Eight weeks to the day after I broke my right ankle running the Foothills Trails, I was noodling along under sunny skies on a bicycle, in cycling shoes, on clipless pedals, with said ankle blessedly free of all wraps, braces, boots, and other encumbrances.
On Wednesday I went for a 2.4-mile walk without the brace, but that was an accident. I just forgot to put the damn’ thing on and didn’t notice I wasn’t wearing it until about 20 minutes into the outing.
“Oh, well,” I sez to myself I sez. “A man must carry on.”
See?
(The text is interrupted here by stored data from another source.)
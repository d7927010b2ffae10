use async_trait::async_trait;
use sqlx::PgPool;

use crate::{
    entities::{
        experience::{Experience, ExperienceRow, NewExperience},
        pagination::PageWindow,
    },
    errors::AppError,
    repositories::{
        sqlx_repo::SqlxExperienceRepo,
        tag::{attach_tags, load_tags, TagLink},
    },
};

#[async_trait]
pub trait ExperienceRepository: Send + Sync {
    /// Reads never return hidden experiences.
    async fn list_experiences(&self, window: PageWindow) -> Result<Vec<Experience>, AppError>;
    async fn count_experiences(&self) -> Result<u64, AppError>;
    async fn get_experience_by_id(&self, id: i32) -> Result<Option<Experience>, AppError>;
    async fn create_experience(&self, experience: &NewExperience) -> Result<Experience, AppError>;
}

impl SqlxExperienceRepo {
    pub fn new(pool: PgPool) -> Self {
        SqlxExperienceRepo { pool }
    }

    async fn with_tags(&self, rows: Vec<ExperienceRow>) -> Result<Vec<Experience>, AppError> {
        let ids: Vec<i32> = rows.iter().map(|row| row.id).collect();
        let mut tags = load_tags(&self.pool, TagLink::Experience, &ids).await?;

        Ok(rows
            .into_iter()
            .map(|row| {
                let row_tags = tags.remove(&row.id).unwrap_or_default();
                Experience::from_row(row, row_tags)
            })
            .collect())
    }
}

#[async_trait]
impl ExperienceRepository for SqlxExperienceRepo {
    async fn list_experiences(&self, window: PageWindow) -> Result<Vec<Experience>, AppError> {
        let rows: Vec<ExperienceRow> = sqlx::query_as(
            r#"
            SELECT * FROM experiences
            WHERE is_hidden = FALSE
            ORDER BY start_date DESC, id ASC
            LIMIT $1 OFFSET $2
            "#
        )
        .bind(window.limit)
        .bind(window.offset)
        .fetch_all(&self.pool)
        .await?;

        self.with_tags(rows).await
    }

    async fn count_experiences(&self) -> Result<u64, AppError> {
        let count: i64 = sqlx::query_scalar(
            "SELECT COUNT(*) FROM experiences WHERE is_hidden = FALSE"
        )
        .fetch_one(&self.pool)
        .await?;

        Ok(count.max(0) as u64)
    }

    async fn get_experience_by_id(&self, id: i32) -> Result<Option<Experience>, AppError> {
        let row: Option<ExperienceRow> = sqlx::query_as(
            "SELECT * FROM experiences WHERE id = $1 AND is_hidden = FALSE"
        )
        .bind(id)
        .fetch_optional(&self.pool)
        .await?;

        match row {
            Some(row) => Ok(self.with_tags(vec![row]).await?.pop()),
            None => Ok(None),
        }
    }

    async fn create_experience(&self, experience: &NewExperience) -> Result<Experience, AppError> {
        let mut tx = self.pool.begin().await?;

        let row: ExperienceRow = sqlx::query_as(
            r#"
            INSERT INTO experiences (
                title, role, company, location, content, highlights, start_date, end_date, is_hidden
            )
            VALUES ($1, $2, $3, $4, $5, $6, $7, $8, $9)
            RETURNING *
            "#
        )
        .bind(&experience.title)
        .bind(&experience.role)
        .bind(&experience.company)
        .bind(&experience.location)
        .bind(&experience.content)
        .bind(&experience.highlights)
        .bind(experience.start_date)
        .bind(experience.end_date)
        .bind(experience.is_hidden)
        .fetch_one(&mut *tx)
        .await?;

        let tags = attach_tags(&mut tx, TagLink::Experience, row.id, &experience.tags).await?;
        tx.commit().await?;

        Ok(Experience::from_row(row, tags))
    }
}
It is possible to forget, just like Doctor Mike says.
Tags: Better Call Saul, broken ankle
April 17, 2020 at 5:10 pm |
That is something to be thankful for!
April 17, 2020 at 5:11 pm |
Congrats. And yep, a man’s got to know his limits.
April 17, 2020 at 6:23 pm |
Yea on healing up on time with no complications. The movie clips are depressing me in this crazy time.
How about this one.
April 17, 2020 at 7:31 pm |
Someone needs to pick me up off the floor…
April 17, 2020 at 7:41 pm |
And we just got the first hummingbird of the year at the feeder. More winning. So. Much. Winning.
April 18, 2020 at 11:07 am |
Didja hear … it’s the new golf
https://www.reuters.com/article/us-health-coronavirus-usa-bikes/wary-of-public-transport-coronavirus-hit-americans-turn-to-bikes-idUSKBN21Z1BX
April 19, 2020 at 4:05 pm |
Only old people wear velcro shoes.
April 19, 2020 at 4:13 pm |
Y’dern tootin’. Cain’t tie no laces an’ that Boa thing sounds like a dangerous serpent t’me. Speakin’ a snakes, I got the rheumatiz s’bad most days I can hardly fumble out m’tallywhacker for a leak without pissin’ on m’own Velcro shoes some’eres betwixt m’fly and the commode.